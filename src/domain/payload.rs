//! Deep-link payload construction.
//!
//! Pure construction of the provider-specific UPI deep links and the opaque
//! base64 payload that gets signed. Randomness (the payment note) is injected
//! by the caller so construction stays reproducible under test.

use base64::engine::general_purpose::STANDARD as BASE64;
use base64::Engine;
use bigdecimal::{BigDecimal, ToPrimitive};
use chrono::{DateTime, Utc};
use rand::Rng;
use serde::{Deserialize, Serialize};
use url::form_urlencoded;

use crate::domain::transaction::Provider;
use crate::error::PaymentError;

const CURRENCY: &str = "INR";
const PAYTM_ANDROID_PACKAGE: &str = "net.one97.paytm";
const GPAY_CANONICAL_SCHEME: &str = "tez://";
const GPAY_APP_SCHEME: &str = "gpay://";

/// Device class inferred from a caller-supplied hint (typically a user-agent
/// string). Unknown hints degrade to `Desktop`, which gets the Android-form
/// link as the default experience.
#[derive(Debug, Clone, Copy, PartialEq, Eq)]
pub enum DeviceClass {
    Ios,
    Android,
    Desktop,
}

impl DeviceClass {
    pub fn from_hint(hint: &str) -> Self {
        let hint = hint.to_ascii_lowercase();
        // "ios" must stand alone as a token; a substring match would also
        // catch hints like "Kiosk".
        let ios_token = hint
            .split(|c: char| !c.is_ascii_alphanumeric())
            .any(|token| token == "ios");
        if hint.contains("iphone")
            || hint.contains("ipad")
            || hint.contains("like mac os x")
            || ios_token
        {
            DeviceClass::Ios
        } else if hint.contains("android") {
            DeviceClass::Android
        } else {
            DeviceClass::Desktop
        }
    }
}

/// The signed payload, serialized to JSON and base64-encoded for transport.
/// A closed tagged union with explicit fields keeps signing deterministic.
#[derive(Debug, Clone, Serialize, Deserialize)]
#[serde(tag = "kind", rename_all = "snake_case")]
pub enum IntentPayload {
    /// Paytm dialect: a nested peer-to-peer payment intent with the amount in
    /// minor units (paise).
    PeerTransfer {
        payee: Payee,
        amount_minor: i64,
        reference: String,
    },
    /// Gpay dialect: a wrapper around the canonical link plus the transaction
    /// it belongs to and when it stops being payable.
    LinkWrapper {
        link: String,
        transaction_id: String,
        expires_at: i64,
    },
}

#[derive(Debug, Clone, Serialize, Deserialize)]
pub struct Payee {
    pub address: String,
}

/// Inputs for link construction. The transaction id and expiry already exist
/// at this point; the builder never generates identity or time itself.
#[derive(Debug)]
pub struct LinkRequest<'a> {
    pub provider: Provider,
    pub device: DeviceClass,
    pub receive_address: &'a str,
    pub amount: &'a BigDecimal,
    pub note: &'a str,
    pub transaction_id: &'a str,
    pub expires_at: DateTime<Utc>,
}

/// Output bundle: the device-preferred link, the fallback link, and the
/// opaque payload to be signed. All three are immutable once persisted.
#[derive(Debug, Clone, PartialEq, Eq)]
pub struct PaymentLinks {
    pub redirect_url: String,
    pub alternate_url: String,
    pub payload: String,
}

/// Generates the human-visible payment memo: a fixed letter followed by three
/// pseudo-random digits. Collisions are acceptable; the note is not an
/// identifier.
pub fn payment_note<R: Rng + ?Sized>(rng: &mut R) -> String {
    format!("P{:03}", rng.gen_range(0..1000))
}

/// Builds the provider-correct deep links and the base64 payload for signing.
/// Pure; fails only when the amount cannot be expressed in minor units.
pub fn build_payment_links(req: &LinkRequest<'_>) -> Result<PaymentLinks, PaymentError> {
    match req.provider {
        Provider::Paytm => build_paytm(req),
        Provider::Gpay => build_gpay(req),
    }
}

fn build_paytm(req: &LinkRequest<'_>) -> Result<PaymentLinks, PaymentError> {
    let query = transfer_query(req, false);
    let intent_link = format!(
        "intent://pay?{}#Intent;scheme=upi;package={};end",
        query, PAYTM_ANDROID_PACKAGE
    );
    let generic_link = format!("upi://pay?{}", query);

    let intent = IntentPayload::PeerTransfer {
        payee: Payee {
            address: req.receive_address.to_string(),
        },
        amount_minor: amount_minor_units(req.amount)?,
        reference: req.note.to_string(),
    };

    // The generic-scheme link is always the fallback; iOS prefers it outright
    // because the Android intent wrapper is not routable there.
    let redirect_url = match req.device {
        DeviceClass::Ios => generic_link.clone(),
        DeviceClass::Android | DeviceClass::Desktop => intent_link,
    };

    Ok(PaymentLinks {
        redirect_url,
        alternate_url: generic_link,
        payload: encode_payload(&intent)?,
    })
}

fn build_gpay(req: &LinkRequest<'_>) -> Result<PaymentLinks, PaymentError> {
    let query = transfer_query(req, true);
    let canonical_link = format!("{}upi/pay?{}", GPAY_CANONICAL_SCHEME, query);
    let app_link = canonical_link.replacen(GPAY_CANONICAL_SCHEME, GPAY_APP_SCHEME, 1);

    let wrapper = IntentPayload::LinkWrapper {
        link: canonical_link.clone(),
        transaction_id: req.transaction_id.to_string(),
        expires_at: req.expires_at.timestamp(),
    };

    let (redirect_url, alternate_url) = match req.device {
        DeviceClass::Ios => (app_link, canonical_link),
        DeviceClass::Android | DeviceClass::Desktop => (canonical_link, app_link),
    };

    Ok(PaymentLinks {
        redirect_url,
        alternate_url,
        payload: encode_payload(&wrapper)?,
    })
}

/// Standard UPI P2P transfer query: payee address, rupee amount, note and
/// currency; Gpay additionally carries its transfer-mode feature flag.
fn transfer_query(req: &LinkRequest<'_>, with_mode: bool) -> String {
    let mut query = form_urlencoded::Serializer::new(String::new());
    query
        .append_pair("pa", req.receive_address)
        .append_pair("am", &rupee_string(req.amount))
        .append_pair("tn", req.note)
        .append_pair("cu", CURRENCY);
    if with_mode {
        query.append_pair("mode", "02");
    }
    query.finish()
}

/// Rupee amount formatted for the `am` query parameter: trailing fractional
/// zeros dropped, so `250.00` renders as `250`.
fn rupee_string(amount: &BigDecimal) -> String {
    amount.normalized().to_string()
}

/// Amount in minor units (paise), rounded to the nearest integer.
fn amount_minor_units(amount: &BigDecimal) -> Result<i64, PaymentError> {
    (amount * BigDecimal::from(100))
        .round(0)
        .to_i64()
        .ok_or_else(|| PaymentError::InvalidAmount(amount.to_string()))
}

fn encode_payload(payload: &IntentPayload) -> Result<String, PaymentError> {
    let json = serde_json::to_vec(payload)
        .map_err(|e| PaymentError::Internal(format!("payload serialization: {e}")))?;
    Ok(BASE64.encode(json))
}

#[cfg(test)]
mod tests {
    use super::*;
    use chrono::Duration;
    use rand::rngs::StdRng;
    use rand::SeedableRng;
    use std::str::FromStr;

    fn request<'a>(
        provider: Provider,
        device: DeviceClass,
        amount: &'a BigDecimal,
        expires_at: DateTime<Utc>,
    ) -> LinkRequest<'a> {
        LinkRequest {
            provider,
            device,
            receive_address: "merchant@upi",
            amount,
            note: "P482",
            transaction_id: "TXN1700000000000ABC123",
            expires_at,
        }
    }

    fn decode(payload: &str) -> IntentPayload {
        let raw = BASE64.decode(payload).unwrap();
        serde_json::from_slice(&raw).unwrap()
    }

    #[test]
    fn paytm_ios_uses_generic_scheme_with_rupee_amount() {
        let amount = BigDecimal::from_str("250.00").unwrap();
        let links =
            build_payment_links(&request(Provider::Paytm, DeviceClass::Ios, &amount, Utc::now()))
                .unwrap();

        assert!(links.alternate_url.starts_with("upi://pay?"));
        assert!(links.alternate_url.contains("am=250"));
        assert!(!links.alternate_url.contains("am=250.00"));
        assert!(links.alternate_url.contains("pa=merchant%40upi"));
        assert!(links.alternate_url.contains("tn=P482"));
        assert!(links.alternate_url.contains("cu=INR"));
        assert!(links.redirect_url.starts_with("upi://pay?"));
    }

    #[test]
    fn paytm_android_gets_intent_link_distinct_from_ios() {
        let amount = BigDecimal::from_str("250.00").unwrap();
        let android = build_payment_links(&request(
            Provider::Paytm,
            DeviceClass::Android,
            &amount,
            Utc::now(),
        ))
        .unwrap();
        let ios =
            build_payment_links(&request(Provider::Paytm, DeviceClass::Ios, &amount, Utc::now()))
                .unwrap();

        assert!(android.redirect_url.starts_with("intent://pay?"));
        assert!(android
            .redirect_url
            .contains("#Intent;scheme=upi;package=net.one97.paytm;end"));
        assert_ne!(ios.redirect_url, android.redirect_url);
        assert_ne!(ios.alternate_url, android.redirect_url);
    }

    #[test]
    fn desktop_degrades_to_android_form() {
        let amount = BigDecimal::from_str("10").unwrap();
        let desktop = build_payment_links(&request(
            Provider::Paytm,
            DeviceClass::Desktop,
            &amount,
            Utc::now(),
        ))
        .unwrap();
        assert!(desktop.redirect_url.starts_with("intent://pay?"));
    }

    #[test]
    fn paytm_payload_carries_minor_units_and_reference() {
        let amount = BigDecimal::from_str("250.00").unwrap();
        let links = build_payment_links(&request(
            Provider::Paytm,
            DeviceClass::Android,
            &amount,
            Utc::now(),
        ))
        .unwrap();

        match decode(&links.payload) {
            IntentPayload::PeerTransfer {
                payee,
                amount_minor,
                reference,
            } => {
                assert_eq!(payee.address, "merchant@upi");
                assert_eq!(amount_minor, 25000);
                assert_eq!(reference, "P482");
            }
            other => panic!("unexpected payload variant: {:?}", other),
        }
    }

    #[test]
    fn minor_units_round_to_nearest() {
        let amount = BigDecimal::from_str("99.999").unwrap();
        assert_eq!(amount_minor_units(&amount).unwrap(), 10000);
        let amount = BigDecimal::from_str("0.004").unwrap();
        assert_eq!(amount_minor_units(&amount).unwrap(), 0);
    }

    #[test]
    fn gpay_links_differ_only_by_scheme_token() {
        let amount = BigDecimal::from_str("99.50").unwrap();
        let expires_at = Utc::now() + Duration::seconds(600);
        let links = build_payment_links(&request(
            Provider::Gpay,
            DeviceClass::Android,
            &amount,
            expires_at,
        ))
        .unwrap();

        assert!(links.redirect_url.starts_with("tez://upi/pay?"));
        assert!(links.alternate_url.starts_with("gpay://upi/pay?"));
        assert_eq!(
            links.redirect_url.trim_start_matches("tez://"),
            links.alternate_url.trim_start_matches("gpay://")
        );
        assert!(links.redirect_url.contains("mode=02"));
        assert!(links.redirect_url.contains("am=99.5"));
    }

    #[test]
    fn gpay_ios_prefers_app_scheme() {
        let amount = BigDecimal::from_str("5").unwrap();
        let links = build_payment_links(&request(
            Provider::Gpay,
            DeviceClass::Ios,
            &amount,
            Utc::now(),
        ))
        .unwrap();
        assert!(links.redirect_url.starts_with("gpay://upi/pay?"));
        assert!(links.alternate_url.starts_with("tez://upi/pay?"));
    }

    #[test]
    fn gpay_payload_wraps_canonical_link() {
        let amount = BigDecimal::from_str("5").unwrap();
        let expires_at = Utc::now() + Duration::seconds(600);
        let links = build_payment_links(&request(
            Provider::Gpay,
            DeviceClass::Android,
            &amount,
            expires_at,
        ))
        .unwrap();

        match decode(&links.payload) {
            IntentPayload::LinkWrapper {
                link,
                transaction_id,
                expires_at: ts,
            } => {
                assert_eq!(link, links.redirect_url);
                assert_eq!(transaction_id, "TXN1700000000000ABC123");
                assert_eq!(ts, expires_at.timestamp());
            }
            other => panic!("unexpected payload variant: {:?}", other),
        }
    }

    #[test]
    fn device_class_from_hint() {
        assert_eq!(
            DeviceClass::from_hint("Mozilla/5.0 (iPhone; CPU iPhone OS 17_0)"),
            DeviceClass::Ios
        );
        assert_eq!(
            DeviceClass::from_hint("Mozilla/5.0 (Linux; Android 14; Pixel 8)"),
            DeviceClass::Android
        );
        assert_eq!(DeviceClass::from_hint("curl/8.4.0"), DeviceClass::Desktop);
        assert_eq!(DeviceClass::from_hint(""), DeviceClass::Desktop);
    }

    #[test]
    fn ios_hint_requires_a_standalone_token() {
        assert_eq!(DeviceClass::from_hint("ios"), DeviceClass::Ios);
        assert_eq!(DeviceClass::from_hint("iOS 17.2"), DeviceClass::Ios);
        assert_eq!(
            DeviceClass::from_hint("Mozilla/5.0 (iPad; CPU OS 16_6 like Mac OS X)"),
            DeviceClass::Ios
        );

        assert_eq!(
            DeviceClass::from_hint("KioskBrowser/3.1 (Windows NT 10.0)"),
            DeviceClass::Desktop
        );
        assert_eq!(DeviceClass::from_hint("Kiosk"), DeviceClass::Desktop);
    }

    #[test]
    fn note_is_letter_plus_three_digits_and_reproducible() {
        let mut rng = StdRng::seed_from_u64(7);
        let note = payment_note(&mut rng);
        assert_eq!(note.len(), 4);
        assert!(note.starts_with('P'));
        assert!(note[1..].chars().all(|c| c.is_ascii_digit()));

        let mut rng_again = StdRng::seed_from_u64(7);
        assert_eq!(payment_note(&mut rng_again), note);
    }

    #[test]
    fn same_inputs_same_note_same_links() {
        let amount = BigDecimal::from_str("42").unwrap();
        let expires_at = Utc::now();
        let a = build_payment_links(&request(
            Provider::Paytm,
            DeviceClass::Android,
            &amount,
            expires_at,
        ))
        .unwrap();
        let b = build_payment_links(&request(
            Provider::Paytm,
            DeviceClass::Android,
            &amount,
            expires_at,
        ))
        .unwrap();
        assert_eq!(a, b);
    }
}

Problem => Take from the listing above each line that contains the string "paise".

Completed exercise =>
    /// minor units (paise).
/// Amount in minor units (paise), rounded to the nearest integer.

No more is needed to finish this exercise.